RECORDS SHOWN START

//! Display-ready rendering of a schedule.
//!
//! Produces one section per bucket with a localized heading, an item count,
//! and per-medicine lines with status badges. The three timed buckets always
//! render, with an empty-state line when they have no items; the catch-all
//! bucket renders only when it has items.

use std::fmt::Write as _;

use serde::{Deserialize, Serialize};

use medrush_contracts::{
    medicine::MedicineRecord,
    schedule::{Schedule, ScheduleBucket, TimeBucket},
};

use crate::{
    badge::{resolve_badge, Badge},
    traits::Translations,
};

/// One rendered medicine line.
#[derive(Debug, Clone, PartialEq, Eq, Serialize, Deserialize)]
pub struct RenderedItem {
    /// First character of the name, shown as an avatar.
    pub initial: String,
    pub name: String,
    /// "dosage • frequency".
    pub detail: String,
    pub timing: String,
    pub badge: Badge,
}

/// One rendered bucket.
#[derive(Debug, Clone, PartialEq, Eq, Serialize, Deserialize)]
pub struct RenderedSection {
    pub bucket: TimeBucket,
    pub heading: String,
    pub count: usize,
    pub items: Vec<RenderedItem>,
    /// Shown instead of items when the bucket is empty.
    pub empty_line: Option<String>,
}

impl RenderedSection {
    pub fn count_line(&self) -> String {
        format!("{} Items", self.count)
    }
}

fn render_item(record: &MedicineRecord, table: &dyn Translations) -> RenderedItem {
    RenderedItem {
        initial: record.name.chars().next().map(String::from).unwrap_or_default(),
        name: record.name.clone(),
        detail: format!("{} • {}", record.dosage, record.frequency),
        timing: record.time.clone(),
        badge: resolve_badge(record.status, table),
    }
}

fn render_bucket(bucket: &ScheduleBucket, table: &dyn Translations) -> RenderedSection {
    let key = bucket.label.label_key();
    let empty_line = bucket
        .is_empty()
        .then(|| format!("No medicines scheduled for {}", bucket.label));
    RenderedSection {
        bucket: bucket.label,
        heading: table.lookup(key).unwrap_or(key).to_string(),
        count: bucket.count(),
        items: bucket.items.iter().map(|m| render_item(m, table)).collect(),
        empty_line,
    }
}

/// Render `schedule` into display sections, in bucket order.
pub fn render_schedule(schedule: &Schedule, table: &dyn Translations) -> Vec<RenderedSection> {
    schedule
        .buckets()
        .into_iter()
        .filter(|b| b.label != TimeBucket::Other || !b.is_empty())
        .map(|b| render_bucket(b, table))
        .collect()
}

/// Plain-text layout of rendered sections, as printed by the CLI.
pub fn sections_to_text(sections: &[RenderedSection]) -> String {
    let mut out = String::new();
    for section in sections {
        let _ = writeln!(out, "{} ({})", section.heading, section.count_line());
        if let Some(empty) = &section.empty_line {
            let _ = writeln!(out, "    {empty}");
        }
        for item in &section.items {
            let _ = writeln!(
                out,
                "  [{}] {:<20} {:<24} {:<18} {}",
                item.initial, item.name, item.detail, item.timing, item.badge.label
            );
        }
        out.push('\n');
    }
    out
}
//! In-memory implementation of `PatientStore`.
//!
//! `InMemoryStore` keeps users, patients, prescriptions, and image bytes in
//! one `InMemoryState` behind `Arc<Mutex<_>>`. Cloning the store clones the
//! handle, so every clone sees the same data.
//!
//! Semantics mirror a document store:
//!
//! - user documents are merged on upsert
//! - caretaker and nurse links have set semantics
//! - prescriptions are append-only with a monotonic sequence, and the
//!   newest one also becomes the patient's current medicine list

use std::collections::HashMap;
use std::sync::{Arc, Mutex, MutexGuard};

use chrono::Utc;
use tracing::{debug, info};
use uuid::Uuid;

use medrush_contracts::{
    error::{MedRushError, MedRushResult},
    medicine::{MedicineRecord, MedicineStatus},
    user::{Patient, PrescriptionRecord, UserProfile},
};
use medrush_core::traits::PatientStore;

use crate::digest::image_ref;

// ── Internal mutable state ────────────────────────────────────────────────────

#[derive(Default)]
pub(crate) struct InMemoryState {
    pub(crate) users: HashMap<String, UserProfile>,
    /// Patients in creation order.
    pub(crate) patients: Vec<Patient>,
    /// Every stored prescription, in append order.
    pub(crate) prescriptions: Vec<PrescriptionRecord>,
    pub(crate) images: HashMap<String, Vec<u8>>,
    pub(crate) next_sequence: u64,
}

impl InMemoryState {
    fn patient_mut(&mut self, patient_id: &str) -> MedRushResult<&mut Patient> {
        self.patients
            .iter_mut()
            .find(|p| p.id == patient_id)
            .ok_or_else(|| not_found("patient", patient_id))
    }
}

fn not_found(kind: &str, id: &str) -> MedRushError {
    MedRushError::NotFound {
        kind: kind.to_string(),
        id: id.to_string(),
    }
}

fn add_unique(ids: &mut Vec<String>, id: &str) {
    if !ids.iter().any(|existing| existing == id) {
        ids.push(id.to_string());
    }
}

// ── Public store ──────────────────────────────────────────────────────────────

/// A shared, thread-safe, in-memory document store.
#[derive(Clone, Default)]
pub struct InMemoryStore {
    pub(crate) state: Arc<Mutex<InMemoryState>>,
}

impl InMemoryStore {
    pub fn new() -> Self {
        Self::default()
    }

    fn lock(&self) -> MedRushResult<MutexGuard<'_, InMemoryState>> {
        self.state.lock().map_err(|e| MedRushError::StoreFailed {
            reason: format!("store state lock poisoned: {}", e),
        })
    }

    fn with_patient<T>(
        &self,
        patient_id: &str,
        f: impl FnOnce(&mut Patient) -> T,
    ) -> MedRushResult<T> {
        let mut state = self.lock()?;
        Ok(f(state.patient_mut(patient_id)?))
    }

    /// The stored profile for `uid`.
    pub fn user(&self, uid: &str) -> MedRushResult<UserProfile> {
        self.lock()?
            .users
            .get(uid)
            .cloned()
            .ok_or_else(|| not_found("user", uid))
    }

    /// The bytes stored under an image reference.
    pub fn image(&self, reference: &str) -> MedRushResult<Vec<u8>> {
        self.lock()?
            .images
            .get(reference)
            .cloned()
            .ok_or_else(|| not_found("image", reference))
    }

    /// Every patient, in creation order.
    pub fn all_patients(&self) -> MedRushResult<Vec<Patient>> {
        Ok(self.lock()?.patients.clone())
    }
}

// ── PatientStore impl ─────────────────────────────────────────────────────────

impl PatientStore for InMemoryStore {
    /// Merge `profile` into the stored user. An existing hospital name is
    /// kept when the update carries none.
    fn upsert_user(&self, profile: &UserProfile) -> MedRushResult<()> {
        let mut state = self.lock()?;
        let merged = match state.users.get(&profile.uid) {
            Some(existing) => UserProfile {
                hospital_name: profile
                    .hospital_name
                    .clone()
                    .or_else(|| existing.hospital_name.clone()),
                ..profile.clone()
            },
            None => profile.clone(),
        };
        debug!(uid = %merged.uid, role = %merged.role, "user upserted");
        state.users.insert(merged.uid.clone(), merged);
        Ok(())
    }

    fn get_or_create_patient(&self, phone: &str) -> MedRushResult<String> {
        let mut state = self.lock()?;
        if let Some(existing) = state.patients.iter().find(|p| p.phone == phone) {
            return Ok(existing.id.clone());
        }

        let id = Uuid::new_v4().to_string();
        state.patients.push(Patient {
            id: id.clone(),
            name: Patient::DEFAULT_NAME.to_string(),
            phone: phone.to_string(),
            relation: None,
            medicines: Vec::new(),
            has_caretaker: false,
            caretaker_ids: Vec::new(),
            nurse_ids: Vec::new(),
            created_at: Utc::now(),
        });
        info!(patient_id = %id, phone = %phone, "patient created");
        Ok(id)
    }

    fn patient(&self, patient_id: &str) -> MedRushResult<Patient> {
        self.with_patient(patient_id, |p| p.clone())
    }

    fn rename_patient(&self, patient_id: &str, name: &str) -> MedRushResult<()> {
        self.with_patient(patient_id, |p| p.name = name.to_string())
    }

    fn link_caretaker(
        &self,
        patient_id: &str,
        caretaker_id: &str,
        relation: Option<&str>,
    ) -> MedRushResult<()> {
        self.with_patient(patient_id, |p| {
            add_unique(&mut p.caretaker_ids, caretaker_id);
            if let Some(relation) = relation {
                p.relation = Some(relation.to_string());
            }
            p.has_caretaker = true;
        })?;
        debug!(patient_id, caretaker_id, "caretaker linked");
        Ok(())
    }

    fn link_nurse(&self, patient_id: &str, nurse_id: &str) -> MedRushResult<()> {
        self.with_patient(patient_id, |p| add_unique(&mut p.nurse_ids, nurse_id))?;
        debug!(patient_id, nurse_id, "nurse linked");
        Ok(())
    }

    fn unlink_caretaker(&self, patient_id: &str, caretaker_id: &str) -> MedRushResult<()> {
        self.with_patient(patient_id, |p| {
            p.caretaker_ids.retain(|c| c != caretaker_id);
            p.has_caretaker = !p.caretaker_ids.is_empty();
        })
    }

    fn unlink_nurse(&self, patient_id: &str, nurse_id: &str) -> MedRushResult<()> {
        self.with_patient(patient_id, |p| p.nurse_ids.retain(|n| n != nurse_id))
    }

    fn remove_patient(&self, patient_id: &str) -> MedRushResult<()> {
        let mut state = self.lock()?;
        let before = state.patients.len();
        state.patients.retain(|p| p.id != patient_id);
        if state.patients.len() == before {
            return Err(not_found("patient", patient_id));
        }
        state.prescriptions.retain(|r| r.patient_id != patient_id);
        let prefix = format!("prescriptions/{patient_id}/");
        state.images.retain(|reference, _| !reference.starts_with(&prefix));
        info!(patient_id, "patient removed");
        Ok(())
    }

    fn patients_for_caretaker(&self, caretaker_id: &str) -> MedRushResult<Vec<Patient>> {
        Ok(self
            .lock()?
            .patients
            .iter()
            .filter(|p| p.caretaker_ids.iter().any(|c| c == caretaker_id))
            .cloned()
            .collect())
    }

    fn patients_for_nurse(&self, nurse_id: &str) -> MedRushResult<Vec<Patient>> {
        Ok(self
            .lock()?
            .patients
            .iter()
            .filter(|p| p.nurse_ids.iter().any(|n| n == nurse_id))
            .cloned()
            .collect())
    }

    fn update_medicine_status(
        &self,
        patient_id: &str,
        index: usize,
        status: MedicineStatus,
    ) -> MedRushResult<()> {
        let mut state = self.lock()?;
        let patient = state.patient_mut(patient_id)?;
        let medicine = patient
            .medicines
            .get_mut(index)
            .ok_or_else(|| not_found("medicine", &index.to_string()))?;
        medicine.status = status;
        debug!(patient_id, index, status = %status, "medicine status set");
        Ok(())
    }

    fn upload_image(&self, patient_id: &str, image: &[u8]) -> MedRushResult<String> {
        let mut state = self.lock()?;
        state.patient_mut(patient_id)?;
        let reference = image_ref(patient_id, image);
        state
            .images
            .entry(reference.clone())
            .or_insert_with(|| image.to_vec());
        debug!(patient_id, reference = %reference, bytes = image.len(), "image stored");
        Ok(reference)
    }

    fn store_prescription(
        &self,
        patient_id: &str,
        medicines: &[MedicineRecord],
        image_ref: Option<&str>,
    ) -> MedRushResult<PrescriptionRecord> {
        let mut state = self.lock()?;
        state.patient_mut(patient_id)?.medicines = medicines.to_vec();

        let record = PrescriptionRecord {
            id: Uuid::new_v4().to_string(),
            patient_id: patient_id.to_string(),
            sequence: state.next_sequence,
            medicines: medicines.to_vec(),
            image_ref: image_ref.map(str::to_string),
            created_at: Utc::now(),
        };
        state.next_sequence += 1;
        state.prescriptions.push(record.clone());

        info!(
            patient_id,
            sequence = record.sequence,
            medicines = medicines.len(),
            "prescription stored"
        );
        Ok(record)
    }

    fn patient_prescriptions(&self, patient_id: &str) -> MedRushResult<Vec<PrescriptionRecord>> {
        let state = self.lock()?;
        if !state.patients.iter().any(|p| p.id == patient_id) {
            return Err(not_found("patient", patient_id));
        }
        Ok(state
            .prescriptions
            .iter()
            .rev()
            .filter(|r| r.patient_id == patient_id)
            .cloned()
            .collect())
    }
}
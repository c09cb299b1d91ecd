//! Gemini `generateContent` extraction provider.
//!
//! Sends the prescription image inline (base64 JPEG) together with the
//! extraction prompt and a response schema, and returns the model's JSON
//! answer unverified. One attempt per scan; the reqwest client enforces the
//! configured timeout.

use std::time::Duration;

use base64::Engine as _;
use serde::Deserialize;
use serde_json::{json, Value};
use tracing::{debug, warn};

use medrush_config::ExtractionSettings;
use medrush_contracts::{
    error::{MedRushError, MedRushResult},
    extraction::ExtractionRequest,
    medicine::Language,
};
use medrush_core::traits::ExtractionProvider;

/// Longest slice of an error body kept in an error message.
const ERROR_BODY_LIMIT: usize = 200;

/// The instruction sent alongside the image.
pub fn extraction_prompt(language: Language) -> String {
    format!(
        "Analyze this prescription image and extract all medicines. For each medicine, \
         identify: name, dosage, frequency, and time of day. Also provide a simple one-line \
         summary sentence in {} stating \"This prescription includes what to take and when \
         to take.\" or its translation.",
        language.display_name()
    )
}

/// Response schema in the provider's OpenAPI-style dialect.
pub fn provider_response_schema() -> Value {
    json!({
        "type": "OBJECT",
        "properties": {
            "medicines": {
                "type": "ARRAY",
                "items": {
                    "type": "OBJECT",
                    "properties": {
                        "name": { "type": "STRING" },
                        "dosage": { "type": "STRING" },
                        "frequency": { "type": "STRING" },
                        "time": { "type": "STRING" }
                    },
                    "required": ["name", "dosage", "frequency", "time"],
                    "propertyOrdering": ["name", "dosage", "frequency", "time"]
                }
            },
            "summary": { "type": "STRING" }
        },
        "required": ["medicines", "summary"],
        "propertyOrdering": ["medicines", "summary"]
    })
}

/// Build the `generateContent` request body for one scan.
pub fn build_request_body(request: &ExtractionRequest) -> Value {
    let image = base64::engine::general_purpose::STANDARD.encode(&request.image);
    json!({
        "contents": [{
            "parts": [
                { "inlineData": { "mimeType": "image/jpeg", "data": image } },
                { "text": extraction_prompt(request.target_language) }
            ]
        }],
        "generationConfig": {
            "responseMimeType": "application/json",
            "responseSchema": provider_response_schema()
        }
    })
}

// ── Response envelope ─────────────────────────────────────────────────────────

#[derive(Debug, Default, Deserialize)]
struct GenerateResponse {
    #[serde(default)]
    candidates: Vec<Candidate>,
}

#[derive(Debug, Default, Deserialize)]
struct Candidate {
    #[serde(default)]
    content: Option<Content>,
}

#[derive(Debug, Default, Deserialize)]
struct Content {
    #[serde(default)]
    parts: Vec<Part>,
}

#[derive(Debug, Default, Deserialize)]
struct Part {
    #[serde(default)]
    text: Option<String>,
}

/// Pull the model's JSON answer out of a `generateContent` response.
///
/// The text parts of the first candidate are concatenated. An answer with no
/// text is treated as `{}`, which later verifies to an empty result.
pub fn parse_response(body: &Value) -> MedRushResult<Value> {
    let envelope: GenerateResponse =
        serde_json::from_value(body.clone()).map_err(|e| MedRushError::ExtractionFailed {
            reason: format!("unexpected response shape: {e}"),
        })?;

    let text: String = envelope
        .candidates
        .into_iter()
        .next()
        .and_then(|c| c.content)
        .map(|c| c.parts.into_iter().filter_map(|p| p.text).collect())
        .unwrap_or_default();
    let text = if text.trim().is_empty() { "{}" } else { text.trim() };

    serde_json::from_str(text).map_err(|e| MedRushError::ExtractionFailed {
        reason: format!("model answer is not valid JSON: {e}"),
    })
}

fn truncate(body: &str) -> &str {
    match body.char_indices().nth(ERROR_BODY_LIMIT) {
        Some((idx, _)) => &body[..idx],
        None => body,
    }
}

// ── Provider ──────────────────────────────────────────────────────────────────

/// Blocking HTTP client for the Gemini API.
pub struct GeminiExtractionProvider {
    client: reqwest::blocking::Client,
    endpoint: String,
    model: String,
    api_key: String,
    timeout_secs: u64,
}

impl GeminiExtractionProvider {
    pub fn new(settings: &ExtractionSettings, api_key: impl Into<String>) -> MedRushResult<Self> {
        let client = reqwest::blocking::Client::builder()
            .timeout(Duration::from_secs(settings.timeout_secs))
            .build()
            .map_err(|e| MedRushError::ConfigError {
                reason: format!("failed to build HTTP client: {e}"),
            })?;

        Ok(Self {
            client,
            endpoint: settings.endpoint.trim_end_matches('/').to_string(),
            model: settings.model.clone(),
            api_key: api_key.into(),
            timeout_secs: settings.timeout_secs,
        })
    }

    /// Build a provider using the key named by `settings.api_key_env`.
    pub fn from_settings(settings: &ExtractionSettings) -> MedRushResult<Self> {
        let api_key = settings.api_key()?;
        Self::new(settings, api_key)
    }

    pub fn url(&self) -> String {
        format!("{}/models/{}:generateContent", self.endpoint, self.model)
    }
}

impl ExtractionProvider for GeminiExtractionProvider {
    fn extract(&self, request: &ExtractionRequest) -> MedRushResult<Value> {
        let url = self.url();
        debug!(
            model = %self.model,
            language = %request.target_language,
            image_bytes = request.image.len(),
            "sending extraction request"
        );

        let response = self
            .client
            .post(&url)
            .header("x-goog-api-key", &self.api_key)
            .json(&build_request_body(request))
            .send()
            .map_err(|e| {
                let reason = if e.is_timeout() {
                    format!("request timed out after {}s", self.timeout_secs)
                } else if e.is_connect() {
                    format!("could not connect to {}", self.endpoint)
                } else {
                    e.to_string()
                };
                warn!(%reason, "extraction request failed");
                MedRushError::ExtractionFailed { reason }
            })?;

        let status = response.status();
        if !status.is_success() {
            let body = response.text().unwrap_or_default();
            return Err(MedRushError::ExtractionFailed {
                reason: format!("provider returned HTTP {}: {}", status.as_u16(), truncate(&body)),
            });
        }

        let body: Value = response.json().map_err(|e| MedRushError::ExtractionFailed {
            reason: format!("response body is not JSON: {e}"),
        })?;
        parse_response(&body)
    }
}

RECORDS SHOWN END

TASK DESCRIPTION:
Nothing but the lines above from the one containing "not connect to" through the one containing "let status = response.status();" should appear in the answer, each repeated exactly.

TASK ANSWER:
                    format!("could not connect to {}", self.endpoint)
                } else {
                    e.to_string()
                };
                warn!(%reason, "extraction request failed");
                MedRushError::ExtractionFailed { reason }
            })?;

        let status = response.status();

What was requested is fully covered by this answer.